■ TASK PROMPT:
Exact copies of all the records are to be printed.

THE INPUT below:

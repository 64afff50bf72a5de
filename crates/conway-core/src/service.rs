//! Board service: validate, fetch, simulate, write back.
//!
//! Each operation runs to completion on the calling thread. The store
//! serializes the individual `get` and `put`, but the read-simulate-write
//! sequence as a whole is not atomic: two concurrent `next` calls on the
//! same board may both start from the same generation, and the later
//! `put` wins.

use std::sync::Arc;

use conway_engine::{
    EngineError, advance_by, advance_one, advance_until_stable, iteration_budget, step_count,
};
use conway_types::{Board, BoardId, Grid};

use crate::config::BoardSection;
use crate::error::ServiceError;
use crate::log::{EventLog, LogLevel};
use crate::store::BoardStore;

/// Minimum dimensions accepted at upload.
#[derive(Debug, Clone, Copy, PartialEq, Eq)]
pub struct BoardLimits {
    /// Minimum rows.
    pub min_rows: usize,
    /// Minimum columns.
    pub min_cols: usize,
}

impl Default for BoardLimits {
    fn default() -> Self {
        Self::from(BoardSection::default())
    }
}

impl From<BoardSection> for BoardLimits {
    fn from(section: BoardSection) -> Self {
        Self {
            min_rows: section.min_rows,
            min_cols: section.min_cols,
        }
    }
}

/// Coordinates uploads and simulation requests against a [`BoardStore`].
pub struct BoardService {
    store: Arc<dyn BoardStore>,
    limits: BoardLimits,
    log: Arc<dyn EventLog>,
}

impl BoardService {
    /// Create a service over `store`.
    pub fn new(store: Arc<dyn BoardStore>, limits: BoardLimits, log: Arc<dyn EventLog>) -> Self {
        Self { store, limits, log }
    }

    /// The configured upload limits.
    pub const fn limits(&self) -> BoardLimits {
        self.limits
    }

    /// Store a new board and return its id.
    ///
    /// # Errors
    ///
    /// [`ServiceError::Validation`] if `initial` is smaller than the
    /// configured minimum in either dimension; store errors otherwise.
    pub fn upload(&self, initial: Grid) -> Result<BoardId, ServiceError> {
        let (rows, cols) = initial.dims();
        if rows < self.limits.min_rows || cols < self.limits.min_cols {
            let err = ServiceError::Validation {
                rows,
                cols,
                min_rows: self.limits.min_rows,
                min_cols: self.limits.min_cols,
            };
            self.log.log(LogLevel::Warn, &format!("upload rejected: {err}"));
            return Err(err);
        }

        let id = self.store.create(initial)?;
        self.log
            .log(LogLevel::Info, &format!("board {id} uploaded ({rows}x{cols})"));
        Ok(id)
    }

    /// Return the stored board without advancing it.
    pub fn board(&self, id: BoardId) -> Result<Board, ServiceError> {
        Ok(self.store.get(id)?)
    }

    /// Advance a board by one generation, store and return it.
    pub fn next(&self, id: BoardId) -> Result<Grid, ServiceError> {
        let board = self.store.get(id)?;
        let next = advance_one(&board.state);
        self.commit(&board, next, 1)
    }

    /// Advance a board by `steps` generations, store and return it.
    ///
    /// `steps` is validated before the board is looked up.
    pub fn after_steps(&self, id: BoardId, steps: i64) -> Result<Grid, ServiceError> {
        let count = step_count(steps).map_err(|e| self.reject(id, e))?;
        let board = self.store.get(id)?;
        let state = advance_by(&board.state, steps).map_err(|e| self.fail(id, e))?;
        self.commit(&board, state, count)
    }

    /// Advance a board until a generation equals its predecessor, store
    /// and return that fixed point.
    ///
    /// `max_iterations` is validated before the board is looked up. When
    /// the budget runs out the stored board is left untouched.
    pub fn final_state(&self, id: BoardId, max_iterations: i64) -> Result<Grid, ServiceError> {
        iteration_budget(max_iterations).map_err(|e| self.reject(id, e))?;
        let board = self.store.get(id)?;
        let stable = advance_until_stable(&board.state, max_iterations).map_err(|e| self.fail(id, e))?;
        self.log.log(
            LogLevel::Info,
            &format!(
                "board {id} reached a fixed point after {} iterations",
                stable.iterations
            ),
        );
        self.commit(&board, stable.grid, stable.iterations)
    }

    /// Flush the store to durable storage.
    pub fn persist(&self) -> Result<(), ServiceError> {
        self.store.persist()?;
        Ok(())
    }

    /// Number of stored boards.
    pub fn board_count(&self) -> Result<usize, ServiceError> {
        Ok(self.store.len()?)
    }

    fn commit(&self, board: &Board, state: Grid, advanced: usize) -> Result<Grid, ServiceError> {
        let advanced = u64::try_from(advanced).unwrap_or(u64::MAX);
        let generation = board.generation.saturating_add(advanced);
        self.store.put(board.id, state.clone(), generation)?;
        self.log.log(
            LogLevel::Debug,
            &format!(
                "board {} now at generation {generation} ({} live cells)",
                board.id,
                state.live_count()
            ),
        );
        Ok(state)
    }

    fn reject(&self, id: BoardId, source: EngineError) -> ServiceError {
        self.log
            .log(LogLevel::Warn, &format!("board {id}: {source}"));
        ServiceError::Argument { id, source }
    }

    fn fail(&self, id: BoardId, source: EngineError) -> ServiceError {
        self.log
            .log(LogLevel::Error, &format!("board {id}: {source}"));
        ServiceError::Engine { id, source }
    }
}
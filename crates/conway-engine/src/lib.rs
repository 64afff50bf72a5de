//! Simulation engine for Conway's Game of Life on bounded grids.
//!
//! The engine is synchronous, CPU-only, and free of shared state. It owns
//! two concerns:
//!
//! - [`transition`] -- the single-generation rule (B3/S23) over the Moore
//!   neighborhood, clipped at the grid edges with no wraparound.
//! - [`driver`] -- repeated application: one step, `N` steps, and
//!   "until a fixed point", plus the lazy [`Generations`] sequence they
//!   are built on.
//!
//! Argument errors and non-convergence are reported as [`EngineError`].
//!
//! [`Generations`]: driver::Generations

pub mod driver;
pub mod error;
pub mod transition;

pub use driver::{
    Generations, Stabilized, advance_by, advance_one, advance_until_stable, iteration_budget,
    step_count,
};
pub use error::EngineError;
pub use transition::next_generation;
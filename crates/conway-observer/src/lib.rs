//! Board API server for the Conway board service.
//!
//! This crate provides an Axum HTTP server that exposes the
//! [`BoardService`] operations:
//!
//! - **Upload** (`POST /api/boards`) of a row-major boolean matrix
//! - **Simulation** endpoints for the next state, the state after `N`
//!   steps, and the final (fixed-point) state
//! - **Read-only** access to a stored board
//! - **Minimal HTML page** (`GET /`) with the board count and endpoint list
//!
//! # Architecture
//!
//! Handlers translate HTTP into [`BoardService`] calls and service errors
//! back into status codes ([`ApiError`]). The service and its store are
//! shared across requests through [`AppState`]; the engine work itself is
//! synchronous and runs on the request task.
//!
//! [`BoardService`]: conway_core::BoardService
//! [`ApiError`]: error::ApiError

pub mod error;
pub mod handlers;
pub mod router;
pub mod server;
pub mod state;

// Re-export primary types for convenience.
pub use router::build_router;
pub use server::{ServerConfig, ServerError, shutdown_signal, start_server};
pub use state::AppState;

End of THE INPUT.

■ OUTPUT:
repository 64afff50bf72a5de
filename crates/conway-core/src/service.rs
//! Board service: validate, fetch, simulate, write back.
//!
//! Each operation runs to completion on the calling thread. The store
//! serializes the individual `get` and `put`, but the read-simulate-write
//! sequence as a whole is not atomic: two concurrent `next` calls on the
//! same board may both start from the same generation, and the later
//! `put` wins.

use std::sync::Arc;

use conway_engine::{
    EngineError, advance_by, advance_one, advance_until_stable, iteration_budget, step_count,
};
use conway_types::{Board, BoardId, Grid};

use crate::config::BoardSection;
use crate::error::ServiceError;
use crate::log::{EventLog, LogLevel};
use crate::store::BoardStore;

/// Minimum dimensions accepted at upload.
#[derive(Debug, Clone, Copy, PartialEq, Eq)]
pub struct BoardLimits {
    /// Minimum rows.
    pub min_rows: usize,
    /// Minimum columns.
    pub min_cols: usize,
}

impl Default for BoardLimits {
    fn default() -> Self {
        Self::from(BoardSection::default())
    }
}

impl From<BoardSection> for BoardLimits {
    fn from(section: BoardSection) -> Self {
        Self {
            min_rows: section.min_rows,
            min_cols: section.min_cols,
        }
    }
}

/// Coordinates uploads and simulation requests against a [`BoardStore`].
pub struct BoardService {
    store: Arc<dyn BoardStore>,
    limits: BoardLimits,
    log: Arc<dyn EventLog>,
}

impl BoardService {
    /// Create a service over `store`.
    pub fn new(store: Arc<dyn BoardStore>, limits: BoardLimits, log: Arc<dyn EventLog>) -> Self {
        Self { store, limits, log }
    }

    /// The configured upload limits.
    pub const fn limits(&self) -> BoardLimits {
        self.limits
    }

    /// Store a new board and return its id.
    ///
    /// # Errors
    ///
    /// [`ServiceError::Validation`] if `initial` is smaller than the
    /// configured minimum in either dimension; store errors otherwise.
    pub fn upload(&self, initial: Grid) -> Result<BoardId, ServiceError> {
        let (rows, cols) = initial.dims();
        if rows < self.limits.min_rows || cols < self.limits.min_cols {
            let err = ServiceError::Validation {
                rows,
                cols,
                min_rows: self.limits.min_rows,
                min_cols: self.limits.min_cols,
            };
            self.log.log(LogLevel::Warn, &format!("upload rejected: {err}"));
            return Err(err);
        }

        let id = self.store.create(initial)?;
        self.log
            .log(LogLevel::Info, &format!("board {id} uploaded ({rows}x{cols})"));
        Ok(id)
    }

    /// Return the stored board without advancing it.
    pub fn board(&self, id: BoardId) -> Result<Board, ServiceError> {
        Ok(self.store.get(id)?)
    }

    /// Advance a board by one generation, store and return it.
    pub fn next(&self, id: BoardId) -> Result<Grid, ServiceError> {
        let board = self.store.get(id)?;
        let next = advance_one(&board.state);
        self.commit(&board, next, 1)
    }

    /// Advance a board by `steps` generations, store and return it.
    ///
    /// `steps` is validated before the board is looked up.
    pub fn after_steps(&self, id: BoardId, steps: i64) -> Result<Grid, ServiceError> {
        let count = step_count(steps).map_err(|e| self.reject(id, e))?;
        let board = self.store.get(id)?;
        let state = advance_by(&board.state, steps).map_err(|e| self.fail(id, e))?;
        self.commit(&board, state, count)
    }

    /// Advance a board until a generation equals its predecessor, store
    /// and return that fixed point.
    ///
    /// `max_iterations` is validated before the board is looked up. When
    /// the budget runs out the stored board is left untouched.
    pub fn final_state(&self, id: BoardId, max_iterations: i64) -> Result<Grid, ServiceError> {
        iteration_budget(max_iterations).map_err(|e| self.reject(id, e))?;
        let board = self.store.get(id)?;
        let stable = advance_until_stable(&board.state, max_iterations).map_err(|e| self.fail(id, e))?;
        self.log.log(
            LogLevel::Info,
            &format!(
                "board {id} reached a fixed point after {} iterations",
                stable.iterations
            ),
        );
        self.commit(&board, stable.grid, stable.iterations)
    }

    /// Flush the store to durable storage.
    pub fn persist(&self) -> Result<(), ServiceError> {
        self.store.persist()?;
        Ok(())
    }

    /// Number of stored boards.
    pub fn board_count(&self) -> Result<usize, ServiceError> {
        Ok(self.store.len()?)
    }

    fn commit(&self, board: &Board, state: Grid, advanced: usize) -> Result<Grid, ServiceError> {
        let advanced = u64::try_from(advanced).unwrap_or(u64::MAX);
        let generation = board.generation.saturating_add(advanced);
        self.store.put(board.id, state.clone(), generation)?;
        self.log.log(
            LogLevel::Debug,
            &format!(
                "board {} now at generation {generation} ({} live cells)",
                board.id,
                state.live_count()
            ),
        );
        Ok(state)
    }

    fn reject(&self, id: BoardId, source: EngineError) -> ServiceError {
        self.log
            .log(LogLevel::Warn, &format!("board {id}: {source}"));
        ServiceError::Argument { id, source }
    }

    fn fail(&self, id: BoardId, source: EngineError) -> ServiceError {
        self.log
            .log(LogLevel::Error, &format!("board {id}: {source}"));
        ServiceError::Engine { id, source }
    }
}
filename crates/conway-engine/src/lib.rs
repository 64afff50bf72a5de
//! Simulation engine for Conway's Game of Life on bounded grids.
//!
//! The engine is synchronous, CPU-only, and free of shared state. It owns
//! two concerns:
//!
//! - [`transition`] -- the single-generation rule (B3/S23) over the Moore
//!   neighborhood, clipped at the grid edges with no wraparound.
//! - [`driver`] -- repeated application: one step, `N` steps, and
//!   "until a fixed point", plus the lazy [`Generations`] sequence they
//!   are built on.
//!
//! Argument errors and non-convergence are reported as [`EngineError`].
//!
//! [`Generations`]: driver::Generations

pub mod driver;
pub mod error;
pub mod transition;

pub use driver::{
    Generations, Stabilized, advance_by, advance_one, advance_until_stable, iteration_budget,
    step_count,
};
pub use error::EngineError;
pub use transition::next_generation;
filename crates/conway-observer/src/lib.rs
//! Board API server for the Conway board service.
//!
//! This crate provides an Axum HTTP server that exposes the
//! [`BoardService`] operations:
//!
//! - **Upload** (`POST /api/boards`) of a row-major boolean matrix
//! - **Simulation** endpoints for the next state, the state after `N`
//!   steps, and the final (fixed-point) state
//! - **Read-only** access to a stored board
//! - **Minimal HTML page** (`GET /`) with the board count and endpoint list
//!
//! # Architecture
//!
//! Handlers translate HTTP into [`BoardService`] calls and service errors
//! back into status codes ([`ApiError`]). The service and its store are
//! shared across requests through [`AppState`]; the engine work itself is
//! synchronous and runs on the request task.
//!
//! [`BoardService`]: conway_core::BoardService
//! [`ApiError`]: error::ApiError

pub mod error;
pub mod handlers;
pub mod router;
pub mod server;
pub mod state;

// Re-export primary types for convenience.
pub use router::build_router;
pub use server::{ServerConfig, ServerError, shutdown_signal, start_server};
pub use state::AppState;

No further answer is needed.